The first two-dimensional form of boron has been synthesised by researchers in China.1 The super hard material, which was formed by two-stage chemical vapour deposition, has unusual properties for a two-dimensional material that could potentially make it very useful in nano-electronics – it is an air-stable semiconductor with a direct band gap.


The monolayer's polyhedra are held together by boron-boron 'dumbbells'

The bonding in bulk boron is very strong and yet highly complex and delocalised, and cannot properly be classified as ionic, covalent or metallic. It has at least 16 known polymorphs that exist at different temperatures and pressures. However, no two-dimensional forms of boron have been created, and researchers have debated what such a polymorph would look like. Whereas graphene is simply a single layer of graphite, there exists no planar form of bulk boron from which a single layer could conceivably be exfoliated.

In the new research, Guoan Tai and colleagues at the Nanjing University of Aeronautics and Astronautics in China used a homemade two-zone chemical vapour deposition furnace. In the first zone, held at 1100°C, they combined boron and B2O3 powder to create B2O2 vapour; they then fed this into the second zone, held at 1000°C, where they reduced it with hydrogen and passed it over copper foil. This resulted in the formation of a polycrystalline monolayer comprising B12 icosahedra held together by B2 dumbbells. Intriguingly, negative charge moves away from the dumbbells onto the icosahedra, effectively making the molecule a boron boride.

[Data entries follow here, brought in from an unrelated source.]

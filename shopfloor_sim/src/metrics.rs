//! Line-level OEE metrics and bottleneck detection.
//!
//! A tick contributes to `total_running` only when every station reports
//! `Running`; anything else counts as stopped time. Each station emits a
//! cycle-time sample on the increment edge of its cycle counter; the last 100
//! samples form the moving window behind bottleneck detection.

use chrono::{DateTime, Utc};
use shopfloor_common::state::MachineState;
use std::collections::VecDeque;
use std::time::Duration;

/// Moving-window length for per-station cycle-time samples.
const CYCLE_WINDOW: usize = 100;

/// Calculated OEE components, all in percent.
#[derive(Debug, Clone, Copy, PartialEq)]
pub struct OeeResult {
    /// Running time / total time.
    pub availability: f64,
    /// Actual / theoretical output, capped at 100.
    pub performance: f64,
    /// Good parts / all parts; 100 while nothing was produced.
    pub quality: f64,
    /// availability * performance * quality.
    pub oee: f64,
}

/// One station's state as sampled by the coordinator on a tick.
#[derive(Debug, Clone, Copy)]
pub struct StationSample {
    pub state: MachineState,
    pub cycle_count: u32,
    pub good_parts: u32,
    pub scrap_parts: u32,
}

/// Per-station metrics snapshot for the observer surface.
#[derive(Debug, Clone)]
pub struct MachineMetrics {
    pub name: String,
    pub state: MachineState,
    pub cycle_count: u32,
    pub good_parts: u32,
    pub scrap_parts: u32,
    pub total_uptime: Duration,
    pub total_downtime: Duration,
    pub average_cycle_time: Duration,
    pub is_bottleneck: bool,
}

struct StationTracker {
    name: String,
    state: MachineState,
    cycle_count: u32,
    good_parts: u32,
    scrap_parts: u32,
    total_uptime: Duration,
    total_downtime: Duration,
    cycle_times: VecDeque<Duration>,
    last_cycle_count: u32,
    last_cycle_at: DateTime<Utc>,
}

impl StationTracker {
    fn new(name: String, now: DateTime<Utc>) -> Self {
        Self {
            name,
            state: MachineState::Idle,
            cycle_count: 0,
            good_parts: 0,
            scrap_parts: 0,
            total_uptime: Duration::ZERO,
            total_downtime: Duration::ZERO,
            cycle_times: VecDeque::with_capacity(CYCLE_WINDOW),
            last_cycle_count: 0,
            last_cycle_at: now,
        }
    }

    fn observe(&mut self, sample: StationSample, elapsed: Duration, now: DateTime<Utc>) {
        self.state = sample.state;
        self.cycle_count = sample.cycle_count;
        self.good_parts = sample.good_parts;
        self.scrap_parts = sample.scrap_parts;

        match sample.state {
            MachineState::Running => self.total_uptime += elapsed,
            MachineState::UnplannedStop => self.total_downtime += elapsed,
            _ => {}
        }

        // Sample a cycle time on the counter increment edge.
        if sample.cycle_count > self.last_cycle_count {
            let cycle_time = (now - self.last_cycle_at).to_std().unwrap_or(Duration::ZERO);
            if self.cycle_times.len() >= CYCLE_WINDOW {
                self.cycle_times.pop_front();
            }
            self.cycle_times.push_back(cycle_time);
            self.last_cycle_at = now;
            self.last_cycle_count = sample.cycle_count;
        }
    }

    fn average_cycle_time(&self) -> Duration {
        if self.cycle_times.is_empty() {
            return Duration::ZERO;
        }
        let total: Duration = self.cycle_times.iter().sum();
        total / self.cycle_times.len() as u32
    }
}

/// Collects and aggregates production-line metrics across the common tick.
pub struct MetricsCollector {
    start_time: DateTime<Utc>,
    last_update: DateTime<Utc>,
    total_running: Duration,
    total_stopped: Duration,
    theoretical_cycle_time: Duration,
    theoretical_output: u32,
    actual_output: u32,
    good_parts: u32,
    total_parts: u32,
    forming: StationTracker,
    picker: StationTracker,
    welder: StationTracker,
}

impl MetricsCollector {
    pub fn new(
        forming_name: &str,
        picker_name: &str,
        welder_name: &str,
        theoretical_cycle_time: Duration,
        now: DateTime<Utc>,
    ) -> Self {
        Self {
            start_time: now,
            last_update: now,
            total_running: Duration::ZERO,
            total_stopped: Duration::ZERO,
            theoretical_cycle_time,
            theoretical_output: 0,
            actual_output: 0,
            good_parts: 0,
            total_parts: 0,
            forming: StationTracker::new(forming_name.to_string(), now),
            picker: StationTracker::new(picker_name.to_string(), now),
            welder: StationTracker::new(welder_name.to_string(), now),
        }
    }

    /// Fold one tick of station samples into the aggregates.
    pub fn update(
        &mut self,
        forming: StationSample,
        picker: StationSample,
        welder: StationSample,
        now: DateTime<Utc>,
    ) {
        let elapsed = (now - self.last_update).to_std().unwrap_or(Duration::ZERO);
        self.last_update = now;

        self.forming.observe(forming, elapsed, now);
        self.picker.observe(picker, elapsed, now);
        self.welder.observe(welder, elapsed, now);

        // Output is measured at the end of the line.
        self.actual_output = welder.good_parts;
        self.good_parts = welder.good_parts;
        self.total_parts = welder.good_parts + welder.scrap_parts;

        // Theoretical output from wall time since start.
        let total_elapsed = (now - self.start_time).to_std().unwrap_or(Duration::ZERO);
        let cycle = self.theoretical_cycle_time.as_secs_f64();
        if cycle > 0.0 {
            self.theoretical_output = (total_elapsed.as_secs_f64() / cycle) as u32;
        }

        let all_running = forming.state == MachineState::Running
            && picker.state == MachineState::Running
            && welder.state == MachineState::Running;
        if all_running {
            self.total_running += elapsed;
        } else {
            self.total_stopped += elapsed;
        }
    }

    /// Overall equipment effectiveness from the accumulated samples.
    pub fn calculate_oee(&self) -> OeeResult {
        let total_time = self.total_running + self.total_stopped;
        let availability = if total_time > Duration::ZERO {
            self.total_running.as_secs_f64() / total_time.as_secs_f64() * 100.0
        } else {
            0.0
        };

        let performance = if self.theoretical_output > 0 {
            (f64::from(self.actual_output) / f64::from(self.theoretical_output) * 100.0).min(100.0)
        } else {
            0.0
        };

        let quality = if self.total_parts > 0 {
            f64::from(self.good_parts) / f64::from(self.total_parts) * 100.0
        } else {
            100.0
        };

        let oee = (availability / 100.0) * (performance / 100.0) * (quality / 100.0) * 100.0;

        OeeResult {
            availability,
            performance,
            quality,
            oee,
        }
    }

    /// Name of the station with the largest moving-average cycle time, or
    /// empty while no station has produced a sample.
    pub fn bottleneck(&self) -> String {
        let forming_avg = self.forming.average_cycle_time();
        let picker_avg = self.picker.average_cycle_time();
        let welder_avg = self.welder.average_cycle_time();

        if forming_avg.is_zero() && picker_avg.is_zero() && welder_avg.is_zero() {
            return String::new();
        }

        let mut max_time = forming_avg;
        let mut bottleneck = self.forming.name.clone();
        if picker_avg > max_time {
            max_time = picker_avg;
            bottleneck = self.picker.name.clone();
        }
        if welder_avg > max_time {
            bottleneck = self.welder.name.clone();
        }
        bottleneck
    }

    /// Metrics snapshot for one station by name.
    pub fn machine_metrics(&self, name: &str) -> Option<MachineMetrics> {
        let tracker = [&self.forming, &self.picker, &self.welder]
            .into_iter()
            .find(|t| t.name == name)?;
        Some(MachineMetrics {
            name: tracker.name.clone(),
            state: tracker.state,
            cycle_count: tracker.cycle_count,
            good_parts: tracker.good_parts,
            scrap_parts: tracker.scrap_parts,
            total_uptime: tracker.total_uptime,
            total_downtime: tracker.total_downtime,
            average_cycle_time: tracker.average_cycle_time(),
            is_bottleneck: self.bottleneck() == tracker.name,
        })
    }

    pub fn all_machine_metrics(&self) -> Vec<MachineMetrics> {
        [&self.forming, &self.picker, &self.welder]
            .into_iter()
            .filter_map(|t| self.machine_metrics(&t.name))
            .collect()
    }

    /// Re-arm every aggregate from `now`.
    pub fn reset(&mut self, now: DateTime<Utc>) {
        let names = (
            self.forming.name.clone(),
            self.picker.name.clone(),
            self.welder.name.clone(),
        );
        *self = Self::new(&names.0, &names.1, &names.2, self.theoretical_cycle_time, now);
    }
}

#[cfg(test)]
mod tests {
    use super::*;
    use chrono::{TimeDelta, TimeZone};

    fn t0() -> DateTime<Utc> {
        Utc.with_ymd_and_hms(2026, 8, 3, 8, 0, 0).unwrap()
    }

    fn sample(state: MachineState, cycles: u32, good: u32, scrap: u32) -> StationSample {
        StationSample {
            state,
            cycle_count: cycles,
            good_parts: good,
            scrap_parts: scrap,
        }
    }

    fn make_collector() -> MetricsCollector {
        MetricsCollector::new(
            "FormingMachine",
            "PickerRobot",
            "SpotWelder",
            Duration::from_secs(60),
            t0(),
        )
    }

    #[test]
    fn test_availability_splits_running_and_stopped() {
        let mut m = make_collector();
        let running = sample(MachineState::Running, 0, 0, 0);
        let idle = sample(MachineState::Idle, 0, 0, 0);

        // 30 ticks all running, 30 ticks with the picker idle.
        let mut now = t0();
        for _ in 0..30 {
            now += TimeDelta::seconds(1);
            m.update(running, running, running, now);
        }
        for _ in 0..30 {
            now += TimeDelta::seconds(1);
            m.update(running, idle, running, now);
        }

        let oee = m.calculate_oee();
        assert!((oee.availability - 50.0).abs() < 1.0, "availability {}", oee.availability);
    }

    #[test]
    fn test_quality_convention_without_parts() {
        let m = make_collector();
        assert_eq!(m.calculate_oee().quality, 100.0);
    }

    #[test]
    fn test_quality_from_welder_counters() {
        let mut m = make_collector();
        let w = sample(MachineState::Running, 10, 9, 1);
        let r = sample(MachineState::Running, 10, 10, 0);
        m.update(r, r, w, t0() + TimeDelta::seconds(1));
        assert!((m.calculate_oee().quality - 90.0).abs() < 1e-9);
    }

    #[test]
    fn test_performance_capped_at_hundred() {
        let mut m = make_collector();
        // 2 minutes elapsed at 60 s theoretical cycle: theoretical 2, actual 50.
        let w = sample(MachineState::Running, 50, 50, 0);
        let r = sample(MachineState::Running, 50, 50, 0);
        m.update(r, r, w, t0() + TimeDelta::seconds(120));
        assert_eq!(m.calculate_oee().performance, 100.0);
    }

    #[test]
    fn test_bottleneck_is_slowest_station() {
        let mut m = make_collector();
        let mut now = t0();
        let mut forming_cycles = 0;
        let mut picker_cycles = 0;
        let mut welder_cycles = 0;

        // Forming finishes every 10 s, picker every 5 s, welder every 20 s.
        for i in 1..=120 {
            now += TimeDelta::seconds(1);
            if i % 10 == 0 {
                forming_cycles += 1;
            }
            if i % 5 == 0 {
                picker_cycles += 1;
            }
            if i % 20 == 0 {
                welder_cycles += 1;
            }
            m.update(
                sample(MachineState::Running, forming_cycles, forming_cycles, 0),
                sample(MachineState::Running, picker_cycles, picker_cycles, 0),
                sample(MachineState::Running, welder_cycles, welder_cycles, 0),
                now,
            );
        }

        assert_eq!(m.bottleneck(), "SpotWelder");
        let welder_metrics = m.machine_metrics("SpotWelder").unwrap();
        assert!(welder_metrics.is_bottleneck);
        assert!((welder_metrics.average_cycle_time.as_secs_f64() - 20.0).abs() < 1.0);
    }

    #[test]
    fn test_bottleneck_empty_without_samples() {
        let mut m = make_collector();
        m.update(
            sample(MachineState::Idle, 0, 0, 0),
            sample(MachineState::Idle, 0, 0, 0),
            sample(MachineState::Idle, 0, 0, 0),
            t0() + TimeDelta::seconds(1),
        );
        assert_eq!(m.bottleneck(), "");
    }

    #[test]
    fn test_cycle_window_is_bounded() {
        let mut m = make_collector();
        let mut now = t0();
        for i in 1..=300u32 {
            now += TimeDelta::seconds(1);
            m.update(
                sample(MachineState::Running, i, i, 0),
                sample(MachineState::Running, i, i, 0),
                sample(MachineState::Running, i, i, 0),
                now,
            );
        }
        assert!(m.forming.cycle_times.len() <= CYCLE_WINDOW);
    }

    #[test]
    fn test_reset_clears_aggregates() {
        let mut m = make_collector();
        let r = sample(MachineState::Running, 5, 5, 0);
        m.update(r, r, r, t0() + TimeDelta::seconds(10));
        m.reset(t0() + TimeDelta::seconds(20));

        let oee = m.calculate_oee();
        assert_eq!(oee.quality, 100.0);
        assert_eq!(m.bottleneck(), "");
        assert_eq!(m.machine_metrics("FormingMachine").unwrap().cycle_count, 0);
    }
}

Further analysis revealed that the material, a two-dimensional analogue of a high pressure phase called ?-B28, is a semiconductor with a sizeable direct band gap. This could make it useful for combination with graphene, because graphene’s lack of a band gap makes it difficult to create an ‘off’ state for nano-electronic devices. ‘2D boron can be extensively applied in future optoelectronic devices and transistors,’ says Tai. ‘More importantly, the 2D boron will be used in high temperature devices and nano-electromechanical systems owing to its high chemical stability and exceptional mechanical properties.’

Electronic structure theorist Artem Oganov of Stony Brook University in New York, US, who first discovered the bulk form of ?-boron2, is impressed by the experimentalists’ skills in synthesising a stable two-dimensional form of a material as reactive as boron, and believes this augurs well for the synthesis of flat compounds. ‘If you can do it with boron, you can do it with almost anything.’